### Goal of the exercise
Word for word, transcribe the records that follow.

### Stored data
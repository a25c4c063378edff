//! Python bindings for the rust-cube engine.
//!
//! # Quick Start
//!
//! ```python
//! import rust_cube as rc
//!
//! cube = rc.Cube()
//! moves = cube.scramble(20, seed=42)
//!
//! # Undo the scramble
//! for token in reversed(moves):
//!     cube.apply(str(rc.Move(token).inverse()))
//! assert cube.is_solved()
//! ```

use pyo3::exceptions::PyValueError;
use pyo3::prelude::*;

use crate::core::CubeError;

mod py_core;
mod py_cube;

pub use py_core::*;
pub use py_cube::*;

impl From<CubeError> for PyErr {
    fn from(err: CubeError) -> Self {
        PyValueError::new_err(err.to_string())
    }
}

/// rust-cube: a 3x3x3 cube model and move engine.
///
/// This module provides:
/// - `Cube`: facelet state, moves, scrambles, facelet string
/// - `Move`: the twelve quarter-turn tokens
/// - `Scrambler`: seeded scramble streams
#[pymodule]
fn rust_cube(m: &Bound<'_, PyModule>) -> PyResult<()> {
    m.add_class::<PyMove>()?;
    m.add_class::<PyCube>()?;
    m.add_class::<PyScrambler>()?;

    Ok(())
}
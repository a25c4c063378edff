//! Faces and facelet addressing.
//!
//! ## FaceId
//!
//! The six fixed sides of the cube. Their declaration order is the order
//! faces appear in the facelet string: Up, Right, Front, Down, Left, Back.
//!
//! ## Face
//!
//! A 3×3 grid of colors addressed by `(row, col)`, both in `0..3`, as seen
//! from outside the cube. Cell `(1, 1)` is the center.

use serde::{Deserialize, Serialize};

use super::color::Color;
use super::moves::Direction;

/// Identifier for one of the six faces.
#[derive(Clone, Copy, Debug, PartialEq, Eq, Hash, PartialOrd, Ord, Serialize, Deserialize)]
pub enum FaceId {
    Up,
    Right,
    Front,
    Down,
    Left,
    Back,
}

impl FaceId {
    /// All faces, in facelet string order.
    pub const ALL: [FaceId; 6] = [
        FaceId::Up,
        FaceId::Right,
        FaceId::Front,
        FaceId::Down,
        FaceId::Left,
        FaceId::Back,
    ];

    /// The face on the other side of the cube.
    #[must_use]
    pub const fn opposite(self) -> FaceId {
        match self {
            FaceId::Up => FaceId::Down,
            FaceId::Down => FaceId::Up,
            FaceId::Front => FaceId::Back,
            FaceId::Back => FaceId::Front,
            FaceId::Left => FaceId::Right,
            FaceId::Right => FaceId::Left,
        }
    }

    /// Move-notation letter for this face.
    #[must_use]
    pub const fn symbol(self) -> char {
        match self {
            FaceId::Up => 'U',
            FaceId::Right => 'R',
            FaceId::Front => 'F',
            FaceId::Down => 'D',
            FaceId::Left => 'L',
            FaceId::Back => 'B',
        }
    }

    /// Position in [`FaceId::ALL`].
    #[must_use]
    pub const fn index(self) -> usize {
        self as usize
    }
}

impl std::fmt::Display for FaceId {
    fn fmt(&self, f: &mut std::fmt::Formatter<'_>) -> std::fmt::Result {
        write!(f, "{}", self.symbol())
    }
}

/// Address of a single facelet.
#[derive(Clone, Copy, Debug, PartialEq, Eq, Hash, PartialOrd, Ord, Serialize, Deserialize)]
pub struct FaceletPos {
    pub face: FaceId,
    pub row: usize,
    pub col: usize,
}

impl FaceletPos {
    #[must_use]
    pub const fn new(face: FaceId, row: usize, col: usize) -> Self {
        Self { face, row, col }
    }
}

/// A 3×3 grid of facelet colors.
#[derive(Clone, Copy, Debug, PartialEq, Eq, Hash, Serialize, Deserialize)]
pub struct Face {
    cells: [[Color; 3]; 3],
}

impl Face {
    /// A face with every cell set to `color`.
    #[must_use]
    pub const fn uniform(color: Color) -> Self {
        Self {
            cells: [[color; 3]; 3],
        }
    }

    /// Build a face from explicit rows.
    #[must_use]
    pub const fn from_rows(cells: [[Color; 3]; 3]) -> Self {
        Self { cells }
    }

    /// Color at `(row, col)`.
    ///
    /// # Panics
    ///
    /// Panics if `row` or `col` is not in `0..3`.
    #[must_use]
    pub fn get(&self, row: usize, col: usize) -> Color {
        self.cells[row][col]
    }

    pub(crate) fn set(&mut self, row: usize, col: usize, color: Color) {
        self.cells[row][col] = color;
    }

    /// The center color, which identifies the face.
    #[must_use]
    pub fn center(&self) -> Color {
        self.cells[1][1]
    }

    /// Rows, top to bottom.
    #[must_use]
    pub fn rows(&self) -> &[[Color; 3]; 3] {
        &self.cells
    }

    /// Cells in row-major order.
    pub fn iter(&self) -> impl Iterator<Item = Color> + '_ {
        self.cells.iter().flatten().copied()
    }

    /// True if all nine cells match the center.
    #[must_use]
    pub fn is_uniform(&self) -> bool {
        let center = self.center();
        self.iter().all(|c| c == center)
    }

    /// Rotate the grid a quarter turn in place.
    ///
    /// Clockwise sends `(r, c)` to `(c, 2 - r)`; counter-clockwise is the
    /// inverse. The center never moves.
    pub(crate) fn rotate(&mut self, direction: Direction) {
        let old = self.cells;
        for (r, row) in old.iter().enumerate() {
            for (c, &color) in row.iter().enumerate() {
                match direction {
                    Direction::Clockwise => self.cells[c][2 - r] = color,
                    Direction::CounterClockwise => self.cells[2 - c][r] = color,
                }
            }
        }
    }
}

### Completed exercise
repository a25c4c063378edff
//! Python bindings for the rust-cube engine.
//!
//! # Quick Start
//!
//! ```python
//! import rust_cube as rc
//!
//! cube = rc.Cube()
//! moves = cube.scramble(20, seed=42)
//!
//! # Undo the scramble
//! for token in reversed(moves):
//!     cube.apply(str(rc.Move(token).inverse()))
//! assert cube.is_solved()
//! ```

use pyo3::exceptions::PyValueError;
use pyo3::prelude::*;

use crate::core::CubeError;

mod py_core;
mod py_cube;

pub use py_core::*;
pub use py_cube::*;

impl From<CubeError> for PyErr {
    fn from(err: CubeError) -> Self {
        PyValueError::new_err(err.to_string())
    }
}

/// rust-cube: a 3x3x3 cube model and move engine.
///
/// This module provides:
/// - `Cube`: facelet state, moves, scrambles, facelet string
/// - `Move`: the twelve quarter-turn tokens
/// - `Scrambler`: seeded scramble streams
#[pymodule]
fn rust_cube(m: &Bound<'_, PyModule>) -> PyResult<()> {
    m.add_class::<PyMove>()?;
    m.add_class::<PyCube>()?;
    m.add_class::<PyScrambler>()?;

    Ok(())
}
repository a25c4c063378edff
//! Faces and facelet addressing.
//!
//! ## FaceId
//!
//! The six fixed sides of the cube. Their declaration order is the order
//! faces appear in the facelet string: Up, Right, Front, Down, Left, Back.
//!
//! ## Face
//!
//! A 3×3 grid of colors addressed by `(row, col)`, both in `0..3`, as seen
//! from outside the cube. Cell `(1, 1)` is the center.

use serde::{Deserialize, Serialize};

use super::color::Color;
use super::moves::Direction;

/// Identifier for one of the six faces.
#[derive(Clone, Copy, Debug, PartialEq, Eq, Hash, PartialOrd, Ord, Serialize, Deserialize)]
pub enum FaceId {
    Up,
    Right,
    Front,
    Down,
    Left,
    Back,
}

impl FaceId {
    /// All faces, in facelet string order.
    pub const ALL: [FaceId; 6] = [
        FaceId::Up,
        FaceId::Right,
        FaceId::Front,
        FaceId::Down,
        FaceId::Left,
        FaceId::Back,
    ];

    /// The face on the other side of the cube.
    #[must_use]
    pub const fn opposite(self) -> FaceId {
        match self {
            FaceId::Up => FaceId::Down,
            FaceId::Down => FaceId::Up,
            FaceId::Front => FaceId::Back,
            FaceId::Back => FaceId::Front,
            FaceId::Left => FaceId::Right,
            FaceId::Right => FaceId::Left,
        }
    }

    /// Move-notation letter for this face.
    #[must_use]
    pub const fn symbol(self) -> char {
        match self {
            FaceId::Up => 'U',
            FaceId::Right => 'R',
            FaceId::Front => 'F',
            FaceId::Down => 'D',
            FaceId::Left => 'L',
            FaceId::Back => 'B',
        }
    }

    /// Position in [`FaceId::ALL`].
    #[must_use]
    pub const fn index(self) -> usize {
        self as usize
    }
}

impl std::fmt::Display for FaceId {
    fn fmt(&self, f: &mut std::fmt::Formatter<'_>) -> std::fmt::Result {
        write!(f, "{}", self.symbol())
    }
}

/// Address of a single facelet.
#[derive(Clone, Copy, Debug, PartialEq, Eq, Hash, PartialOrd, Ord, Serialize, Deserialize)]
pub struct FaceletPos {
    pub face: FaceId,
    pub row: usize,
    pub col: usize,
}

impl FaceletPos {
    #[must_use]
    pub const fn new(face: FaceId, row: usize, col: usize) -> Self {
        Self { face, row, col }
    }
}

/// A 3×3 grid of facelet colors.
#[derive(Clone, Copy, Debug, PartialEq, Eq, Hash, Serialize, Deserialize)]
pub struct Face {
    cells: [[Color; 3]; 3],
}

impl Face {
    /// A face with every cell set to `color`.
    #[must_use]
    pub const fn uniform(color: Color) -> Self {
        Self {
            cells: [[color; 3]; 3],
        }
    }

    /// Build a face from explicit rows.
    #[must_use]
    pub const fn from_rows(cells: [[Color; 3]; 3]) -> Self {
        Self { cells }
    }

    /// Color at `(row, col)`.
    ///
    /// # Panics
    ///
    /// Panics if `row` or `col` is not in `0..3`.
    #[must_use]
    pub fn get(&self, row: usize, col: usize) -> Color {
        self.cells[row][col]
    }

    pub(crate) fn set(&mut self, row: usize, col: usize, color: Color) {
        self.cells[row][col] = color;
    }

    /// The center color, which identifies the face.
    #[must_use]
    pub fn center(&self) -> Color {
        self.cells[1][1]
    }

    /// Rows, top to bottom.
    #[must_use]
    pub fn rows(&self) -> &[[Color; 3]; 3] {
        &self.cells
    }

    /// Cells in row-major order.
    pub fn iter(&self) -> impl Iterator<Item = Color> + '_ {
        self.cells.iter().flatten().copied()
    }

    /// True if all nine cells match the center.
    #[must_use]
    pub fn is_uniform(&self) -> bool {
        let center = self.center();
        self.iter().all(|c| c == center)
    }

    /// Rotate the grid a quarter turn in place.
    ///
    /// Clockwise sends `(r, c)` to `(c, 2 - r)`; counter-clockwise is the
    /// inverse. The center never moves.
    pub(crate) fn rotate(&mut self, direction: Direction) {
        let old = self.cells;
        for (r, row) in old.iter().enumerate() {
            for (c, &color) in row.iter().enumerate() {
                match direction {
                    Direction::Clockwise => self.cells[c][2 - r] = color,
                    Direction::CounterClockwise => self.cells[2 - c][r] = color,
                }
            }
        }
    }
}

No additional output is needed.